Problem to solve:
State, as a number alone, how many lines of the data contain the string "ManagedSource".
Given entries below:
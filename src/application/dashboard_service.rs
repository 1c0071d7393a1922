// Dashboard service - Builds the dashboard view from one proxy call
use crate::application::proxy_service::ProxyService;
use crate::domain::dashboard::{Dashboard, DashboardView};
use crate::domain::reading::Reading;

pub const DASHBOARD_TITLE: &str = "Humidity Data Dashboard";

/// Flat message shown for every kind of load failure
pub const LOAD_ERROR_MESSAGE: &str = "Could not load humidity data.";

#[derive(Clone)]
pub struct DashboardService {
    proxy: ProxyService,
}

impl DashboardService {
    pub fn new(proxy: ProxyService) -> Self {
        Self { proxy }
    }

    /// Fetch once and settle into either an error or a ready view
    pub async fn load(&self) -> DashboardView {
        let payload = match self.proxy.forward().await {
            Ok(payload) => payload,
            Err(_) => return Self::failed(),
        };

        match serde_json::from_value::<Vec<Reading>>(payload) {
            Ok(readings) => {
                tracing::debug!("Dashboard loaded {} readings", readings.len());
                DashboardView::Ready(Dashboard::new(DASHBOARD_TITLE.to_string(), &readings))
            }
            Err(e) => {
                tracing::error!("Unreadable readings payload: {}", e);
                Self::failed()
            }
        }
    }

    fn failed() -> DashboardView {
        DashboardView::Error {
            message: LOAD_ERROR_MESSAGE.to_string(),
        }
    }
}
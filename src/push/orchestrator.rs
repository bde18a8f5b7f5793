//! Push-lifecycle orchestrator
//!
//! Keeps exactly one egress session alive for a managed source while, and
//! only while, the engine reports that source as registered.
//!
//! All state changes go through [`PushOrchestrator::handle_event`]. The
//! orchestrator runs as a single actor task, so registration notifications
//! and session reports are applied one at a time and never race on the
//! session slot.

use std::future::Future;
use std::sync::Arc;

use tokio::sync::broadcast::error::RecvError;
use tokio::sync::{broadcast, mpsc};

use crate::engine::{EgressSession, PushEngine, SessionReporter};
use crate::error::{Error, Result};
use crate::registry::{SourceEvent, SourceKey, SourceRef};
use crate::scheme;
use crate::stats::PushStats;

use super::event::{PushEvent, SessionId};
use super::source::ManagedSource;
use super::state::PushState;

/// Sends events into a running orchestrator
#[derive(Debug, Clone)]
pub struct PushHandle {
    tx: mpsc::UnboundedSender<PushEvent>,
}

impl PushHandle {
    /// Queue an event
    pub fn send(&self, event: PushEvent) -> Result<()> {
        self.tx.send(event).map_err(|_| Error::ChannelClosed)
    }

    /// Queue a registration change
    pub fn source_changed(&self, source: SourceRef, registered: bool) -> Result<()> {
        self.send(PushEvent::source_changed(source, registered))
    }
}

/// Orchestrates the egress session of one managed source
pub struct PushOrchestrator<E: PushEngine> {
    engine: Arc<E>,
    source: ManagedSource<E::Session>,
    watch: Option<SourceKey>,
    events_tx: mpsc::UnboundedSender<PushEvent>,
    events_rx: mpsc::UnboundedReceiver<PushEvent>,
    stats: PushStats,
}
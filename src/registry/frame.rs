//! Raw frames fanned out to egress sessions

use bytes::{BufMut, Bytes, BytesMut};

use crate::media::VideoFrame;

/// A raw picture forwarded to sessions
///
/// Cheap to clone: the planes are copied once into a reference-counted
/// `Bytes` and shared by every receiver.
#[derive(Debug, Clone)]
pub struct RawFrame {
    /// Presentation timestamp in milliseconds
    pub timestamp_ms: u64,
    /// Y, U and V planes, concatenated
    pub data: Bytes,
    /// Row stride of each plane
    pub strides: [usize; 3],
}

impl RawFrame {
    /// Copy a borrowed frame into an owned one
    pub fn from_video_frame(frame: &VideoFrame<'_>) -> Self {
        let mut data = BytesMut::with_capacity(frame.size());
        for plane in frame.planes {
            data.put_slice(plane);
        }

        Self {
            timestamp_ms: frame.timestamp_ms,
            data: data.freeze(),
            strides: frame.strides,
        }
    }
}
End of Given entries.
Answer:
2